*DATA TO PROCESS*
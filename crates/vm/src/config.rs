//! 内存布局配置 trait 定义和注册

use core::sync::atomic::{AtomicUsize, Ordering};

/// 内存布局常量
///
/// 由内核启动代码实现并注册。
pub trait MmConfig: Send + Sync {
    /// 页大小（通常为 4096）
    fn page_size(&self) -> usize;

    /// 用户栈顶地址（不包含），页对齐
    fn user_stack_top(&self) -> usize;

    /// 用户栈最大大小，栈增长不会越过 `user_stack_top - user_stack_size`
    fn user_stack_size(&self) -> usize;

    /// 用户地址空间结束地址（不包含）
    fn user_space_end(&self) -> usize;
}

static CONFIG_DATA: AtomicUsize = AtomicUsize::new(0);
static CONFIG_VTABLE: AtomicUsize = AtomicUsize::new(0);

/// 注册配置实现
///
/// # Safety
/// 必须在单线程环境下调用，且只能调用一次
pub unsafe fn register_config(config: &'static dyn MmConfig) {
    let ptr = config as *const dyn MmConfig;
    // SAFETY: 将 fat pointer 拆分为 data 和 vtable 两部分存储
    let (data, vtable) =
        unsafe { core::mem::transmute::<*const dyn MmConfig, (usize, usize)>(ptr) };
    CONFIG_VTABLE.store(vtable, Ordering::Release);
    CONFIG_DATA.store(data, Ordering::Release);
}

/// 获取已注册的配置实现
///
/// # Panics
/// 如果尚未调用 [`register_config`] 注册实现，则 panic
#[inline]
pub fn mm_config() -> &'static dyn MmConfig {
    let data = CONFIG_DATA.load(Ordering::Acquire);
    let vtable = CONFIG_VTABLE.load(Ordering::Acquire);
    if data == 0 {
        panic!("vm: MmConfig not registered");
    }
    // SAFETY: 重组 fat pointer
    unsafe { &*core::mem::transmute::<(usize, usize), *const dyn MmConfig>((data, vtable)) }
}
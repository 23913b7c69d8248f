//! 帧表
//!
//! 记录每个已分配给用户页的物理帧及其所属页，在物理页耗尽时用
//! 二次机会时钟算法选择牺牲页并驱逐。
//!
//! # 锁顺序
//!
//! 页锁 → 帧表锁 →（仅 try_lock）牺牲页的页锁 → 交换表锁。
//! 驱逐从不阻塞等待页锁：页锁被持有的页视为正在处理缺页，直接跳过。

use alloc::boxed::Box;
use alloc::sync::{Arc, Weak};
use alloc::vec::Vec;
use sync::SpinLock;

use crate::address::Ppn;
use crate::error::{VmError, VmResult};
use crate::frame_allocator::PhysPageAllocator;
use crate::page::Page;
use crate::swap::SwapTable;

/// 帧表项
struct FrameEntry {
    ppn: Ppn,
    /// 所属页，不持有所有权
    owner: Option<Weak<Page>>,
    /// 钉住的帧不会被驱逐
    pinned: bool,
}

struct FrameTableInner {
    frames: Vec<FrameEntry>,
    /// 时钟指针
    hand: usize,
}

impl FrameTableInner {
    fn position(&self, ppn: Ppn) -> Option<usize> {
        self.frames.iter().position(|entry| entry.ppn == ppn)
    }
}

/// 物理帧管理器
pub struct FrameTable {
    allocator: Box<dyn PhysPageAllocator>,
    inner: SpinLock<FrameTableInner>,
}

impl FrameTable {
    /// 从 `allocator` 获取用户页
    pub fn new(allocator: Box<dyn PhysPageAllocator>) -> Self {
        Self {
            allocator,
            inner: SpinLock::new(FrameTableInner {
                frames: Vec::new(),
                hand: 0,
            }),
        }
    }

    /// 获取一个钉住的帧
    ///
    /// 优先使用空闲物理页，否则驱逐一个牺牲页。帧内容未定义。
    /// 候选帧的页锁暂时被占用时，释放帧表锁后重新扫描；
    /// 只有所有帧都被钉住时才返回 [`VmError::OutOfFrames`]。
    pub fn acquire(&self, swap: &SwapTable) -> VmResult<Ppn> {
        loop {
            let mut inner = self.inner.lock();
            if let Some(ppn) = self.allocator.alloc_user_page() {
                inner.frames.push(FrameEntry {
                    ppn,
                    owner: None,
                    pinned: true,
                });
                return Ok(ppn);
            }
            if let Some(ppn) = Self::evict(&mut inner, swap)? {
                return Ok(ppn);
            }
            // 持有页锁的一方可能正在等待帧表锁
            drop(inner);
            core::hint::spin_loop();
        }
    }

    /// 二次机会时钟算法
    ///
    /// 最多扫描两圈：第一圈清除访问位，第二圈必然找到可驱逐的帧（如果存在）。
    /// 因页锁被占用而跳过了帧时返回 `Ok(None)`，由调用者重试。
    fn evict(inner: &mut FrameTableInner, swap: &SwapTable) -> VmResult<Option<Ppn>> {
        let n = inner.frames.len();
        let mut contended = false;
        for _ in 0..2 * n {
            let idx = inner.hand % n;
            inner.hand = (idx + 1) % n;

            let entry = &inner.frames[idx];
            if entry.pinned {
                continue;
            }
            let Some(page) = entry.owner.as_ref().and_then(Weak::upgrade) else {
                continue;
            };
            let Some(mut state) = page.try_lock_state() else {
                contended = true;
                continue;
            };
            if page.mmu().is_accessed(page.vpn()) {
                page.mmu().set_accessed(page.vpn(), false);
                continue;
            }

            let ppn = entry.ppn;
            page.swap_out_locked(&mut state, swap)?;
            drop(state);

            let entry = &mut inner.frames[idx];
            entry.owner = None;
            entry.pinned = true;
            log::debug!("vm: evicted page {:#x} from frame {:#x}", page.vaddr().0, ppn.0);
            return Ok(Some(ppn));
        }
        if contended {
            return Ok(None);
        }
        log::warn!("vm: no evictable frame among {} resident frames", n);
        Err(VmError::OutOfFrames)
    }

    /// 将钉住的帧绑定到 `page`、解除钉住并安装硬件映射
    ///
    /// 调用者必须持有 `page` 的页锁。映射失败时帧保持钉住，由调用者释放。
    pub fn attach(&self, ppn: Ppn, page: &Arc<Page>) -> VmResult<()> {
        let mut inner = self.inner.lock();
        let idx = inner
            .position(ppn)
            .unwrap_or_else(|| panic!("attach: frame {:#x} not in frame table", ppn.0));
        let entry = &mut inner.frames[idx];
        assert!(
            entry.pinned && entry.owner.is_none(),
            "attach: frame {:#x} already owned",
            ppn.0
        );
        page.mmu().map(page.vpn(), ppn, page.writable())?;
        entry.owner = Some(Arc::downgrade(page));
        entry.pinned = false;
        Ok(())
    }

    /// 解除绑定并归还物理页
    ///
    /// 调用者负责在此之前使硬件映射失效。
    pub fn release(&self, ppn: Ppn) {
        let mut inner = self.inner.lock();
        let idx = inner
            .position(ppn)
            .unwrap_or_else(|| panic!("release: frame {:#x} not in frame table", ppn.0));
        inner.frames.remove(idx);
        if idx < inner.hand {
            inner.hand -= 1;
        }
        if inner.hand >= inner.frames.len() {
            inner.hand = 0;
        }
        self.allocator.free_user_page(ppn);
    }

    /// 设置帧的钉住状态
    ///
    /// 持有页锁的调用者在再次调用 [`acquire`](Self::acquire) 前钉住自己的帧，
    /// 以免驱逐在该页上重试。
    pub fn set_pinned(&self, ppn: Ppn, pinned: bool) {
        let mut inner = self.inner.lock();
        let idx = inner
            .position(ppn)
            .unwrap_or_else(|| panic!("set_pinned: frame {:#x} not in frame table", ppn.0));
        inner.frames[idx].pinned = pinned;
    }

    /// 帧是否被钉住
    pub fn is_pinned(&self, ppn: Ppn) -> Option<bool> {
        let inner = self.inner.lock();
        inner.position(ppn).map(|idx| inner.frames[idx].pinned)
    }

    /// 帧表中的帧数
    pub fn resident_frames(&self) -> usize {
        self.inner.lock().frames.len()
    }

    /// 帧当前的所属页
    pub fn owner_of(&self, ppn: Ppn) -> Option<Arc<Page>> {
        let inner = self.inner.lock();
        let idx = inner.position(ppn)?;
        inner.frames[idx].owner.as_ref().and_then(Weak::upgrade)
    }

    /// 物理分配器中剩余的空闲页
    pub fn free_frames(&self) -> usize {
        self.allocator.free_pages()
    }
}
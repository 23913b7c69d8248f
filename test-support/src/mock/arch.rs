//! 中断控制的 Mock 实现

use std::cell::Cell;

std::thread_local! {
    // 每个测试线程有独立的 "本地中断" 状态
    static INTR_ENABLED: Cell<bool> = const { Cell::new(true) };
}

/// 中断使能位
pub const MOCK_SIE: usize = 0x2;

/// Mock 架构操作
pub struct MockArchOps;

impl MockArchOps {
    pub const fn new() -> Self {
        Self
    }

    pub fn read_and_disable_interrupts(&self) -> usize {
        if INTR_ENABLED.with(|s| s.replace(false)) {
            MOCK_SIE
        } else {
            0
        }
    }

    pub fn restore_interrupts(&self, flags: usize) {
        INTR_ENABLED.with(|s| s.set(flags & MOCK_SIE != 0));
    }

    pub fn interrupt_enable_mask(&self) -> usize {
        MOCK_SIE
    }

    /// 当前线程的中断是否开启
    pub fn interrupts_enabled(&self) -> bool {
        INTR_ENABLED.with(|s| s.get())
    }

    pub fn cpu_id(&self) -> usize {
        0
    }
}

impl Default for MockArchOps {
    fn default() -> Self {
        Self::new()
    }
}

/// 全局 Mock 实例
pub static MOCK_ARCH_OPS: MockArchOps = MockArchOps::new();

*WORK ITEM*
Only the lines with "Ordering" are needed; find them in the records and copy each one.

*EXERCISE SOLUTION*
use core::sync::atomic::{AtomicUsize, Ordering};
    CONFIG_VTABLE.store(vtable, Ordering::Release);
    CONFIG_DATA.store(data, Ordering::Release);
    let data = CONFIG_DATA.load(Ordering::Acquire);
    let vtable = CONFIG_VTABLE.load(Ordering::Acquire);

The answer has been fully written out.